HELVACI BERK, MENOPOZLU KADER

681 45 7
                                    

"Ne işle meşgulsünüz?"diyen anneme baktım. Zira bu soruyu babam iki saat önce sormuştu. Etrafta tuhaf bir sessizlik vardı.

"Gündüzleri yazarlık yapıyorum efendim."dedi ve limonatasından bir bardak daha aldı.

"Geceleri başka bir işle mi ilgileniyorsunuz?"diyen anneme bu sefer hak verdim.

"Ha? Pardon. Şey, Batman'im ben."dediğinde annem anlamayarak baktı, ben kafamı aşağı indirirerek güldüm. Güldük. Berk'in ailesini merak ettiyseniz diye söyliyim; Aile boyu aynılar. Ve bu çok hoş. Hepsi komik. Tabi babam gülmüyordu o ayır mesele.

"Anlamadım evladım."annem her an aklımda deli sorular diyebilir. Beklerim.

"Latifeydi efendim. Sadece yazarım."

"Peki, peki. Bende öğretmenim."

"Kader bahsetmişti. Öğretmenler bizim en iyi okuyucularımızdır."

"Hiç kitabınıza rastlamadım."

"Aa, aslında bir kitabım çıkacaktı ama.."

"Ama ne oldu?"herkes sonunda konuşan babama döndü.

"Kızınızı sevdim efendim."dediğinde elbetteki yanaklarıma o aptal kırmızılık hücum etmedi. Aksine göğsüm kabardı diyebilirim. Babama baktım, memnunca sırıttı.

"Siz neyden emeklisiniz Hayri Bey?"Hayri Baba'm ilk kez görüyor olmama rağmen o kadar çok sevmiştim ki anlatamam. Old version Berk demek sanırım en doğrusu olur.

"Gazeteciydim bende. Sonra Zeliha ile tanıştım. Ve peşinden körfeze geldim. Burada da bir çok işe tutundum."

"Çok romantik."dedim. Aile genlerinde var. Ama bildiğim kadarıyla Berk'in annesinin adı Ayşe'ydi. Ama erken konuşmuştum.

"Tabi daha sonra Zeliha'nın pavyonda çalıştığını öğrendim ve ondan ayrılmak istedim. İzbandut gibi sevgilisi vardı aşüftenin. Adamdan kaçayım derken yanlışlıkla Atina'ya giden bir tekneye atlamışım. O zamanda Ayşe ile tanıştım. Sonra Begüm oldu. Evlendik. Sonra da Berk."annem bana bu adam zina yapmış görüyorsun değil mi? Bakışlarını attı.

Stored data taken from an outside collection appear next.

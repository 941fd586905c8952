//! Core library for the audio-reactive visualiser.
//!
//! The crate negotiates a rendering configuration from platform-offered
//! candidates, hands audio magnitude snapshots and user-selected images to a
//! dedicated render thread through lock-free single-slot mailboxes, and drives
//! an opaque render backend once per tick. Each module owns one subsystem;
//! [`render::connect`] wires them together for a single surface.

pub mod analysis;
pub mod assets;
pub mod audio;
pub mod capability;
pub mod config;
pub mod error;
pub mod mailbox;
pub mod platform;
pub mod record;
pub mod render;
pub mod scene;
pub mod signal;
pub mod surface;
pub mod timeline;

pub use analysis::SpectrumAnalyzer;
pub use assets::{
    AssetHandle, AssetLoadPipeline, AssetRequester, AssetSource, DecodedImage, FileSource,
};
pub use audio::{audio_bridge, AudioPublisher, AudioReceiver, AudioSnapshot};
pub use capability::{CapabilityProbe, FeatureLevelQuery, PropertyQuery};
pub use config::{AppConfig, AssetConfig, AudioConfig, SurfaceConfig, VisualiserConfig};
pub use error::{Result, VisualiserError};
pub use platform::{CandidateSpec, HeadlessPlatform};
pub use record::{Recorder, RecordingSummary};
pub use render::{
    connect, FrameInput, HostHandles, RenderBackend, RenderInputs, RenderLoop, RenderThread,
};
pub use scene::{VisualParameters, VisualiserKind};
pub use signal::{error_channel, AlertKind, AlertReceiver, ErrorSignal};
pub use surface::{
    ConfigDescriptor, GraphicsPlatform, Negotiation, SurfaceConfigNegotiator, SurfaceState,
};
pub use timeline::FrameClock;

"Kader gel biz biraz kız kıza konuşalım."dedi Begüm abla. Onu da sevmiştim. Hiç çocuğu olmamıştı bildiğim kadarıyla. Kocasıda şuanda başka bir yerdeymiş. Aöa ı da gelecekmiş ve tanıştıracakmış.

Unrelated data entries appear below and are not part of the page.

//! User-selected image assets, handed from the UI thread to the render
//! thread and decoded there at the next tick.

use std::fmt;
use std::fs::File;
use std::io::{BufRead, BufReader, Seek};
use std::path::PathBuf;
use std::sync::Arc;

use image::imageops::FilterType;
use image::{DynamicImage, ImageReader, Limits};
use serde::{Deserialize, Serialize};
use tracing::{debug, info};

use crate::config::AssetConfig;
use crate::mailbox::Slot;
use crate::{Result, VisualiserError};

/// Opaque resource identifier for an image, as produced by the host's picker.
#[derive(Debug, Clone, PartialEq, Eq, Hash, Serialize, Deserialize)]
pub struct AssetHandle(String);

impl AssetHandle {
    pub fn new(uri: impl Into<String>) -> Self {
        Self(uri.into())
    }

    pub fn as_str(&self) -> &str {
        &self.0
    }

    /// Local path for `file://` URIs and bare paths; `None` for other schemes.
    pub fn to_path(&self) -> Option<PathBuf> {
        if let Some(path) = self.0.strip_prefix("file://") {
            return Some(PathBuf::from(path));
        }
        if self.0.contains("://") {
            return None;
        }
        Some(PathBuf::from(&self.0))
    }
}

impl fmt::Display for AssetHandle {
    fn fmt(&self, f: &mut fmt::Formatter<'_>) -> fmt::Result {
        f.write_str(&self.0)
    }
}

pub trait ReadSeek: BufRead + Seek {}

impl<T: BufRead + Seek> ReadSeek for T {}

/// Resolves handles to readable byte streams. Called twice per load, once
/// for the bounds probe and once for the full decode.
pub trait AssetSource: Send {
    fn open(&self, handle: &AssetHandle) -> Result<Box<dyn ReadSeek>>;
}

/// Resolves `file://` URIs and plain paths on the local file system.
#[derive(Debug, Clone, Copy, Default)]
pub struct FileSource;

impl AssetSource for FileSource {
    fn open(&self, handle: &AssetHandle) -> Result<Box<dyn ReadSeek>> {
        let path = handle.to_path().ok_or_else(|| {
            VisualiserError::AssetDecodeFailed(format!("unsupported asset uri `{handle}`"))
        })?;
        Ok(Box::new(BufReader::new(File::open(path)?)))
    }
}

/// Creates the UI-side requester and the render-side inbox.
pub fn asset_channel() -> (AssetRequester, AssetInbox) {
    let slot = Arc::new(Slot::new());
    (AssetRequester { slot: slot.clone() }, AssetInbox { slot })
}

/// UI-side end. A new request replaces any request not yet picked up.
#[derive(Debug)]
pub struct AssetRequester {
    slot: Arc<Slot<AssetHandle>>,
}

impl AssetRequester {
    /// Returns `true` when an unconsumed earlier request was superseded.
    pub fn request_load(&self, handle: AssetHandle) -> bool {
        debug!(%handle, "image load requested");
        self.slot.put(handle)
    }

    /// Whether a request is still waiting for the render thread.
    pub fn is_pending(&self) -> bool {
        self.slot.is_pending()
    }
}

/// Render-side end.
#[derive(Debug)]
pub struct AssetInbox {
    slot: Arc<Slot<AssetHandle>>,
}

impl AssetInbox {
    pub fn take(&self) -> Option<AssetHandle> {
        self.slot.take()
    }
}

/// Decoded texture source in RGB565, row-major, no padding.
#[derive(Clone, PartialEq, Eq)]
pub struct DecodedImage {
    pub width: u32,
    pub height: u32,
    pub pixels: Vec<u16>,
}

impl fmt::Debug for DecodedImage {
    fn fmt(&self, f: &mut fmt::Formatter<'_>) -> fmt::Result {
        f.debug_struct("DecodedImage")
            .field("width", &self.width)
            .field("height", &self.height)
            .finish()
    }
}

/// Largest texture side allowed for a viewport, clamped to the configured
/// bounds.
pub fn target_dimension(viewport: (u32, u32), bounds: &AssetConfig) -> u32 {
    viewport
        .0
        .max(viewport.1)
        .clamp(bounds.min_texture_dim, bounds.max_texture_dim)
}

/// Smallest power of two `f` with `largest / f <= target`.
pub fn downsample_factor(largest: u32, target: u32) -> u32 {
    let target = u64::from(target.max(1));
    let largest = u64::from(largest);
    let mut factor = 1u64;
    while largest > target * factor {
        factor <<= 1;
    }
    u32::try_from(factor).unwrap_or(u32::MAX)
}

/// Whether the image must be turned to match the viewport's orientation.
/// Square images never are.
pub fn needs_rotation(image: (u32, u32), viewport: (u32, u32)) -> bool {
    image.0 != image.1 && (image.0 > image.1) != (viewport.0 > viewport.1)
}

/// Packs 8-bit RGB into RGB565.
pub fn pack_rgb565(r: u8, g: u8, b: u8) -> u16 {
    (u16::from(r >> 3) << 11) | (u16::from(g >> 2) << 5) | u16::from(b >> 3)
}

/// Render-side loader: picks up the pending request once per tick and turns
/// it into a texture-ready [`DecodedImage`].
pub struct AssetLoadPipeline {
    inbox: AssetInbox,
    source: Box<dyn AssetSource>,
    bounds: AssetConfig,
}

impl AssetLoadPipeline {
    pub fn new(inbox: AssetInbox, source: Box<dyn AssetSource>, bounds: AssetConfig) -> Self {
        Self {
            inbox,
            source,
            bounds,
        }
    }

    /// Drops the pending request without decoding it.
    pub fn discard(&mut self) -> Option<AssetHandle> {
        self.inbox.take()
    }

    /// Processes the pending request, if any.
    ///
    /// Failures are logged and dropped: the caller keeps whatever texture it
    /// already had.
    pub fn tick(&mut self, viewport: (u32, u32)) -> Option<DecodedImage> {
        let handle = self.inbox.take()?;
        match self.load(&handle, viewport) {
            Ok(image) => {
                info!(
                    %handle,
                    width = image.width,
                    height = image.height,
                    "image asset decoded"
                );
                Some(image)
            }
            Err(err) => {
                debug!(%handle, error = %err, "dropping image asset");
                None
            }
        }
    }

    /// Probe, pick a downsample factor, decode, reorient, pack.
    pub fn load(&self, handle: &AssetHandle, viewport: (u32, u32)) -> Result<DecodedImage> {
        let (width, height) = ImageReader::new(self.source.open(handle)?)
            .with_guessed_format()?
            .into_dimensions()?;
        if width == 0 || height == 0 {
            return Err(VisualiserError::AssetDecodeFailed(format!(
                "`{handle}` has no pixels"
            )));
        }
        if width.max(height) > self.bounds.max_source_dim {
            return Err(VisualiserError::AssetDecodeFailed(format!(
                "`{handle}` is {width}x{height}, larger than {}",
                self.bounds.max_source_dim
            )));
        }

        let target = target_dimension(viewport, &self.bounds);
        let factor = downsample_factor(width.max(height), target);
        debug!(%handle, width, height, target, factor, "probed image bounds");

        let mut reader = ImageReader::new(self.source.open(handle)?).with_guessed_format()?;
        reader.limits(self.decode_limits());
        let mut image = reader.decode()?;
        if factor > 1 {
            image = image.resize_exact(
                (image.width() / factor).max(1),
                (image.height() / factor).max(1),
                FilterType::Triangle,
            );
        }
        if needs_rotation((image.width(), image.height()), viewport) {
            image = image.rotate270();
        }
        Ok(to_rgb565(image))
    }

    fn decode_limits(&self) -> Limits {
        let mut limits = Limits::default();
        limits.max_image_width = Some(self.bounds.max_source_dim);
        limits.max_image_height = Some(self.bounds.max_source_dim);
        limits.max_alloc = Some(self.bounds.max_decode_bytes);
        limits
    }
}

impl fmt::Debug for AssetLoadPipeline {
    fn fmt(&self, f: &mut fmt::Formatter<'_>) -> fmt::Result {
        f.debug_struct("AssetLoadPipeline")
            .field("bounds", &self.bounds)
            .finish()
    }
}

fn to_rgb565(image: DynamicImage) -> DecodedImage {
    let rgb = image.into_rgb8();
    let (width, height) = rgb.dimensions();
    let pixels = rgb
        .pixels()
        .map(|p| pack_rgb565(p[0], p[1], p[2]))
        .collect();
    DecodedImage {
        width,
        height,
        pixels,
    }
}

"Berk'i seviyorsun değil mi gerçekten?"

"Elbette abla. O nasıl söz? Sevmesem hiç tek hayalimden vaz geçer miydim?"dünya turundan.

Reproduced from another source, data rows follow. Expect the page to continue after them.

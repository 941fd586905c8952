use std::{f32::consts::PI, fmt, sync::Arc};

use realfft::{num_complex::Complex32, RealFftPlanner, RealToComplex};

use crate::{audio::MAGNITUDE_LEN, Result, VisualiserError};

/// Magnitude that maps to the full 255 output level after windowing.
const FULL_SCALE_DB: f32 = 0.0;
/// Magnitudes at or below this level quantise to zero.
const FLOOR_DB: f32 = -72.0;

/// Converts blocks of PCM samples into the magnitude bytes carried by an
/// [`AudioSnapshot`](crate::AudioSnapshot).
///
/// The block is Hann-windowed, transformed with a real FFT, and each of the
/// first [`MAGNITUDE_LEN`] bins is mapped onto 0..=255 on a decibel scale.
pub struct SpectrumAnalyzer {
    fft_size: usize,
    planner: RealFftPlanner<f32>,
    fft: Option<FftResources>,
}

impl SpectrumAnalyzer {
    /// `fft_size` must be a power of two of at least `2 * MAGNITUDE_LEN` for
    /// every output byte to correspond to a distinct bin.
    pub fn new(fft_size: usize) -> Result<Self> {
        if fft_size < 2 || !fft_size.is_power_of_two() {
            return Err(VisualiserError::msg(format!(
                "fft size {fft_size} must be a power of two"
            )));
        }
        Ok(Self {
            fft_size,
            planner: RealFftPlanner::new(),
            fft: None,
        })
    }

    pub fn fft_size(&self) -> usize {
        self.fft_size
    }

    /// Analyses `samples`, zero-padding or truncating to the FFT size.
    pub fn analyze(&mut self, samples: &[f32]) -> Result<[u8; MAGNITUDE_LEN]> {
        if samples.is_empty() {
            return Err(VisualiserError::msg("analysis requires at least one sample"));
        }

        let size = self.fft_size;
        let fft = self.prepare_fft();
        for (index, slot) in fft.input.iter_mut().enumerate() {
            let sample = samples.get(index).copied().unwrap_or(0.0);
            *slot = sample * hann_value(index, size);
        }

        fft.plan
            .process_with_scratch(&mut fft.input, &mut fft.spectrum, &mut fft.scratch)
            .map_err(|err| VisualiserError::msg(format!("fft failed: {err}")))?;

        // Hann window coherent gain is 0.5, so a full-scale sine peaks at
        // size / 4.
        let reference = size as f32 / 4.0;
        let mut out = [0u8; MAGNITUDE_LEN];
        for (byte, bin) in out.iter_mut().zip(fft.spectrum.iter()) {
            *byte = quantise(bin.norm() / reference);
        }
        Ok(out)
    }

    fn prepare_fft(&mut self) -> &mut FftResources {
        let size = self.fft_size;
        let planner = &mut self.planner;
        self.fft.get_or_insert_with(|| {
            let plan = planner.plan_fft_forward(size);
            FftResources {
                scratch: plan.make_scratch_vec(),
                spectrum: plan.make_output_vec(),
                input: plan.make_input_vec(),
                plan,
            }
        })
    }
}

struct FftResources {
    plan: Arc<dyn RealToComplex<f32>>,
    scratch: Vec<Complex32>,
    spectrum: Vec<Complex32>,
    input: Vec<f32>,
}

impl fmt::Debug for SpectrumAnalyzer {
    fn fmt(&self, f: &mut fmt::Formatter<'_>) -> fmt::Result {
        f.debug_struct("SpectrumAnalyzer")
            .field("fft_size", &self.fft_size)
            .field("planned", &self.fft.is_some())
            .finish()
    }
}

fn quantise(amplitude: f32) -> u8 {
    if amplitude <= f32::EPSILON {
        return 0;
    }
    let db = 20.0 * amplitude.log10();
    let scaled = (db - FLOOR_DB) / (FULL_SCALE_DB - FLOOR_DB);
    (scaled.clamp(0.0, 1.0) * 255.0).round() as u8
}

fn hann_value(index: usize, len: usize) -> f32 {
    if len <= 1 {
        return 1.0;
    }

    0.5 - 0.5 * ((2.0 * PI * index as f32) / (len as f32 - 1.0)).cos()
}

#[cfg(test)]
mod tests {
    use super::*;

    #[test]
    fn silence_maps_to_zero() {
        let mut analyzer = SpectrumAnalyzer::new(2048).unwrap();
        let bytes = analyzer.analyze(&[0.0; 2048]).unwrap();
        assert!(bytes.iter().all(|b| *b == 0));
    }

    #[test]
    fn sine_peaks_at_its_bin() {
        let size = 2048;
        let bin = 64;
        let samples: Vec<f32> = (0..size)
            .map(|i| (2.0 * PI * bin as f32 * i as f32 / size as f32).sin())
            .collect();

        let mut analyzer = SpectrumAnalyzer::new(size).unwrap();
        let bytes = analyzer.analyze(&samples).unwrap();
        let (peak, _) = bytes
            .iter()
            .enumerate()
            .max_by_key(|(_, b)| **b)
            .unwrap();
        assert_eq!(peak, bin);
        assert!(bytes[bin] > 240);
    }

    #[test]
    fn rejects_bad_sizes_and_empty_input() {
        assert!(SpectrumAnalyzer::new(1000).is_err());
        let mut analyzer = SpectrumAnalyzer::new(256).unwrap();
        assert!(analyzer.analyze(&[]).is_err());
        // short blocks are zero padded
        assert!(analyzer.analyze(&[0.5; 10]).is_ok());
    }
}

"Peki. Berk'te seni seviyor buna emin olabilirsin. Ama o, biraz nasıl desem çocuk gibidir. Ve onu üzme olur mu?"

"Bunu genelde kızın abisi oğlana söylemez miydi?"dediğimde gülmeye başladık. Arkamızdan ayak sesleri gelince ikimizde arkamızı döndük. Berk;

"Pişt kız, tuvalet neredeydi?"

"Soldan ikinci kapı."dediğimde koşar adımlarla oraya gitti. Bizde yukarı doğru çıktık. Ve saatlerce Begüm abla bana Berk'in anılarını anlattı. Tek diyeceğim şey; gülmekten gözümden yaş geldiği olmuştu ama gülmekten ağladığım ilkti sanırım.

****

"Anne ben çıkıyorum."

"Tamam."

"Nereye kızım?"diyen babama döndüm.

"Berkleri biraz gezidreceğim. Akşama yemeğe gelebilirler."

"O çocuk gerçekten askerlik yapmış mı?"